* [GIVEN DATA]
- - - - -

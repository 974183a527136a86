//! The scenario driver: engine + metrics + liveness checks.

use std::collections::HashSet;

use qr_core::{NodeId, PacketId, PacketIdGen, ScenarioConfig, Tick};
use qr_net::{Packet, RequestGenerator, Topology};

use crate::{MetricsCollector, Sample, SimError, SimObserver, SimResult, TickEngine, TickReport};

/// Summary of one completed scenario run.
#[derive(Clone, Debug, PartialEq)]
pub struct ScenarioOutcome {
    pub label:      String,
    pub injected:   usize,
    /// Tick the scenario started on.
    pub started:    Tick,
    /// Tick after the last delivery.
    pub finished:   Tick,
    /// Last sample of the scenario's series, if any was taken.
    pub last_point: Option<Sample>,
}

impl ScenarioOutcome {
    pub fn ticks(&self) -> u64 {
        self.finished.since(self.started)
    }
}

/// A [`TickEngine`] wired to a [`MetricsCollector`].
///
/// Build one with [`SimBuilder`][crate::SimBuilder].  Scenarios run back to
/// back on the same network, so later scenarios start from whatever the
/// Q-tables learned in earlier ones.
///
/// The sim owns the one packet id sequence of the run; every request source
/// draws from it, and an id is accepted by [`inject`][Self::inject] at most
/// once.
pub struct Sim {
    pub(crate) engine:   TickEngine,
    pub(crate) metrics:  MetricsCollector,
    pub(crate) config:   ScenarioConfig,
    pub(crate) ids:      PacketIdGen,
    pub(crate) injected: HashSet<PacketId>,
}

impl Sim {
    pub fn tick(&self) -> Tick {
        self.engine.tick()
    }

    pub fn topology(&self) -> &Topology {
        self.engine.topology()
    }

    pub fn engine(&self) -> &TickEngine {
        &self.engine
    }

    pub fn metrics(&self) -> &MetricsCollector {
        &self.metrics
    }

    pub fn metrics_mut(&mut self) -> &mut MetricsCollector {
        &mut self.metrics
    }

    pub fn scenario_config(&self) -> &ScenarioConfig {
        &self.config
    }

    /// The id sequence every packet of this run must come from.
    pub fn packet_ids(&self) -> &PacketIdGen {
        &self.ids
    }

    /// A fresh packet with the next id of this run.
    pub fn new_packet(&self, origin: NodeId, destination: NodeId) -> SimResult<Packet> {
        Ok(Packet::new(&self.ids, origin, destination)?)
    }

    /// Packets injected since the sim was built.
    pub fn injected_count(&self) -> usize {
        self.injected.len()
    }

    /// Inject `packet` at its origin with the current tick as queue entry.
    ///
    /// Fails with [`SimError::DuplicatePacket`] if a packet with the same id
    /// was injected before.
    pub fn inject(&mut self, packet: Packet) -> SimResult<PacketId> {
        let id = packet.id();
        if self.injected.contains(&id) {
            return Err(SimError::DuplicatePacket(id));
        }
        tracing::debug!(
            tick = self.engine.tick().0,
            packet = id.0,
            origin = packet.origin().0,
            destination = packet.destination().0,
            "packet injected"
        );
        self.engine.inject(packet)?;
        self.injected.insert(id);
        Ok(id)
    }

    /// Advance one tick, register deliveries, then sample the active series
    /// at the new tick.
    pub fn step<O: SimObserver>(&mut self, observer: &mut O) -> SimResult<TickReport> {
        let mut fanout = (&mut self.metrics, &mut *observer);
        let report = self.engine.advance(&mut fanout)?;
        self.metrics.sample(self.engine.tick());
        Ok(report)
    }

    /// Step until every packet in `ids` has been delivered.
    ///
    /// Fails with [`SimError::Stalled`] after `max_idle_ticks` consecutive
    /// ticks without a delivery.
    pub fn run_until_delivered<O: SimObserver>(
        &mut self,
        label:    &str,
        ids:      &[PacketId],
        observer: &mut O,
    ) -> SimResult<()> {
        let mut pending: HashSet<PacketId> = ids
            .iter()
            .copied()
            .filter(|&id| !self.metrics.is_delivered(id))
            .collect();
        let mut idle = 0;
        while !pending.is_empty() {
            let report = self.step(observer)?;
            self.settle(label, &report, &mut pending, &mut idle)?;
        }
        Ok(())
    }

    /// Route a single packet to completion under the series `label`.
    pub fn run_single<O: SimObserver>(
        &mut self,
        label:    &str,
        packet:   Packet,
        observer: &mut O,
    ) -> SimResult<ScenarioOutcome> {
        self.metrics.start_series(label);
        let started = self.engine.tick();
        tracing::info!(label, tick = started.0, "scenario started");

        let id = self.inject(packet)?;
        self.run_until_delivered(label, &[id], observer)?;
        Ok(self.finish(label, 1, started))
    }

    /// Inject `total` packets from `requests` (ids drawn from this sim), one whenever the gap counter
    /// is at zero (after which it restarts at `gap`), stepping one tick per
    /// iteration until every injected packet is delivered.
    pub fn run_gradual_load<O: SimObserver>(
        &mut self,
        requests: &RequestGenerator,
        total:    usize,
        gap:      u64,
        label:    &str,
        observer: &mut O,
    ) -> SimResult<ScenarioOutcome> {
        self.metrics.start_series(label);
        let started = self.engine.tick();
        tracing::info!(label, total, gap, tick = started.0, "scenario started");

        let mut pending = HashSet::new();
        let mut injected = 0;
        let mut countdown = 0;
        let mut idle = 0;
        while injected < total || !pending.is_empty() {
            if injected < total {
                if countdown == 0 {
                    let packet = requests.generate(&self.ids);
                    pending.insert(self.inject(packet)?);
                    injected += 1;
                    countdown = gap;
                } else {
                    countdown -= 1;
                }
            }
            let report = self.step(observer)?;
            self.settle(label, &report, &mut pending, &mut idle)?;
        }
        Ok(self.finish(label, injected, started))
    }

    // ── Helpers ───────────────────────────────────────────────────────────

    fn settle(
        &self,
        label:   &str,
        report:  &TickReport,
        pending: &mut HashSet<PacketId>,
        idle:    &mut u64,
    ) -> SimResult<()> {
        let before = pending.len();
        for packet in &report.delivered {
            pending.remove(&packet.id());
        }
        if pending.len() < before || pending.is_empty() {
            *idle = 0;
            return Ok(());
        }
        *idle += 1;
        if *idle >= self.config.max_idle_ticks {
            tracing::warn!(label, idle_ticks = *idle, outstanding = pending.len(), "scenario stalled");
            return Err(SimError::Stalled {
                label:       label.to_owned(),
                idle_ticks:  *idle,
                outstanding: pending.len(),
            });
        }
        Ok(())
    }

    fn finish(&self, label: &str, injected: usize, started: Tick) -> ScenarioOutcome {
        let outcome = ScenarioOutcome {
            label: label.to_owned(),
            injected,
            started,
            finished: self.engine.tick(),
            last_point: self.metrics.last_point(label),
        };
        tracing::info!(
            label,
            injected,
            ticks = outcome.ticks(),
            average = self.metrics.average_delivery_time_so_far(),
            "scenario finished"
        );
        outcome
    }
}
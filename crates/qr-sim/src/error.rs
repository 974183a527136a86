use qr_core::{CoreError, PacketId};
use qr_net::NetError;
use thiserror::Error;

#[derive(Debug, Error)]
pub enum SimError {
    #[error("simulation configuration error: {0}")]
    Config(String),

    #[error(transparent)]
    Net(#[from] NetError),

    /// A packet id was injected twice.  Ids must come from the simulation's
    /// own sequence ([`Sim::new_packet`][crate::Sim::new_packet] or
    /// [`Sim::packet_ids`][crate::Sim::packet_ids]).
    #[error("packet {0} was already injected into this simulation")]
    DuplicatePacket(PacketId),

    /// Liveness failure detected by the driver: packets are outstanding but
    /// nothing has been delivered for too long (e.g. unreachable destination).
    #[error("scenario '{label}' stalled: no delivery for {idle_ticks} ticks with {outstanding} packets outstanding")]
    Stalled {
        label:       String,
        idle_ticks:  u64,
        outstanding: usize,
    },
}

impl From<CoreError> for SimError {
    fn from(e: CoreError) -> Self {
        SimError::Net(NetError::Core(e))
    }
}

pub type SimResult<T> = Result<T, SimError>;
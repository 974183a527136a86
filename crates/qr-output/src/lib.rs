//! `qr-output` — result writers for the qrouting simulator.
//!
//! | Backend | Files created                        |
//! |---------|--------------------------------------|
//! | CSV     | `series.csv`, `deliveries.csv`       |
//!
//! Deliveries can be streamed while a scenario runs through
//! [`DeliveryLogObserver`], which implements `qr_sim::SimObserver`; series
//! are exported once at the end with [`export_series`].
//!
//! # Usage
//!
//! ```rust,ignore
//! use qr_output::{CsvWriter, DeliveryLogObserver, export_series};
//!
//! let mut log = DeliveryLogObserver::new(CsvWriter::new(Path::new("./output"))?);
//! sim.run_gradual_load(&requests, 10, 10, "gradual_10pk_gap10", &mut log)?;
//! let mut writer = log.into_writer();
//! export_series(sim.metrics(), &mut writer)?;
//! writer.finish()?;
//! ```

pub mod csv;
pub mod error;
pub mod observer;
pub mod row;
pub mod writer;

#[cfg(test)]
mod tests;

pub use csv::CsvWriter;
pub use error::{OutputError, OutputResult};
pub use observer::DeliveryLogObserver;
pub use row::{DeliveryRow, SeriesRow};
pub use writer::{OutputWriter, export_deliveries, export_series};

- - - - -

All lines in the preceding records that hold the word "Fails" need to be copied.

* [WORKED SOLUTION]
    /// Fails with [`SimError::DuplicatePacket`] if a packet with the same id
    /// Fails with [`SimError::Stalled`] after `max_idle_ticks` consecutive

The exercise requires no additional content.